In Sigrdrífumál, after the valkyrie Sigrdrífa is woken from her sleep curse by the hero Sigurd, Sigurd asks her name, and she gives him a "memory-drink" of a drinking horn full of mead, and then Sigrdrifa says a prayer. The first verse of this prayer features a reference to the "sons of Dagr" and the "daughter of Nótt":

Hail to the Day! Hail to the sons of Day!
To Night and her daughter hail!
With placid eyes behold us here,
and here sitting give us victory.

Hail to the Æsir! Hail to the Asyniur!
Hail to the bounteous earth!
Words and wisdom give to us noble twain,
and healing hands while we live!

===Prose Edda===
In the Prose Edda book Gylfaginning, Nótt is again personified. In chapter 10, the enthroned figure of High states that Nótt is the daughter of a jötunn from Jötunheimr by the name of "Norfi or Narfi". Nótt is described as "black and swarthy", and has had three marriages. Her first marriage was with Naglfari, and the two produced a son by the name of Auðr. Nótt's second marriage was to Annar, resulting in their daughter Jörð, the personified earth. Finally, Nótt marries the god Dellingr, and the couple have Dagr, who takes after his "father's people" in brightness and fairness. Odin took Nótt and her son Dagr, placed them into the sky with a chariot and a horse each, and they ride around the Earth every 24 hours. Nótt rides before Dagr, and foam from her horse Hrímfaxi's bit sprinkles the Earth.

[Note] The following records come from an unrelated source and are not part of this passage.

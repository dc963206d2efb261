use crate::color::Color;

/// Running score. Popping the bonus color earns a point, any other color
/// costs one. The score is unbounded in both directions.
#[derive(Clone, Debug)]
pub struct ScoreKeeper {
    score: i32,
    bonus_color: Color,
}

impl ScoreKeeper {
    pub fn new(bonus_color: Color) -> Self {
        ScoreKeeper { score: 0, bonus_color }
    }

    pub fn register_pop(&mut self, color: Color) -> i32 {
        if color.same_hue(&self.bonus_color) {
            self.score += 1;
        } else {
            self.score -= 1;
        }
        self.score
    }

    pub fn score(&self) -> i32 {
        self.score
    }

    pub fn bonus_color(&self) -> Color {
        self.bonus_color
    }
}

#[cfg(test)]
mod tests {
    use super::*;

    const BONUS: Color = Color::from_u32(0xedede9ff);
    const OTHER: Color = Color::from_u32(0xe3d5caff);

    #[test]
    fn bonus_pop_adds_one() {
        let mut keeper = ScoreKeeper::new(BONUS);
        assert_eq!(keeper.register_pop(BONUS), 1);
    }

    #[test]
    fn other_pop_subtracts_one_below_zero() {
        let mut keeper = ScoreKeeper::new(BONUS);
        assert_eq!(keeper.register_pop(OTHER), -1);
        assert_eq!(keeper.register_pop(OTHER), -2);
    }

    #[test]
    fn pops_accumulate_without_clamping() {
        let mut keeper = ScoreKeeper::new(BONUS);
        for _ in 0..3 {
            keeper.register_pop(BONUS);
        }
        for _ in 0..5 {
            keeper.register_pop(OTHER);
        }
        assert_eq!(keeper.score(), -2);
    }

    #[test]
    fn bonus_match_ignores_alpha() {
        let mut keeper = ScoreKeeper::new(BONUS);
        assert_eq!(keeper.register_pop(BONUS.with_alpha(120.0)), 1);
    }
}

However, scholar Haukur Thorgeirsson points out that the four manuscripts of Gylfaginning vary in their descriptions of the family relations between Nótt, Jörð, Dagr, and Dellingr. In other words, depending on the manuscript, either Jörð or Nátt is the mother of Dagr and partner of Dellingr. Haukur details that "the oldest manuscript, U, offers a version where Jǫrð is married to Dellingr and the mother of Dagr while the other manuscripts, R, W and T, cast Nótt in the role of Dellingr's wife and Dagr's mother", and argues that "the version in U came about accidentally when the writer of U or its antecedent shortened a text similar to that in RWT. The results of this accident made their way into the Icelandic poetic tradition".

In the Prose Edda book Skáldskaparmál, means of referring to Jörð are provided, including "daughter of Nótt". Chapter 58 states that "Hrimfaxi or Fiorsvartnir draw the night", and in chapter 64, "nótt" is stated as one of various words for time and a version of the Alvíssmál passage is cited.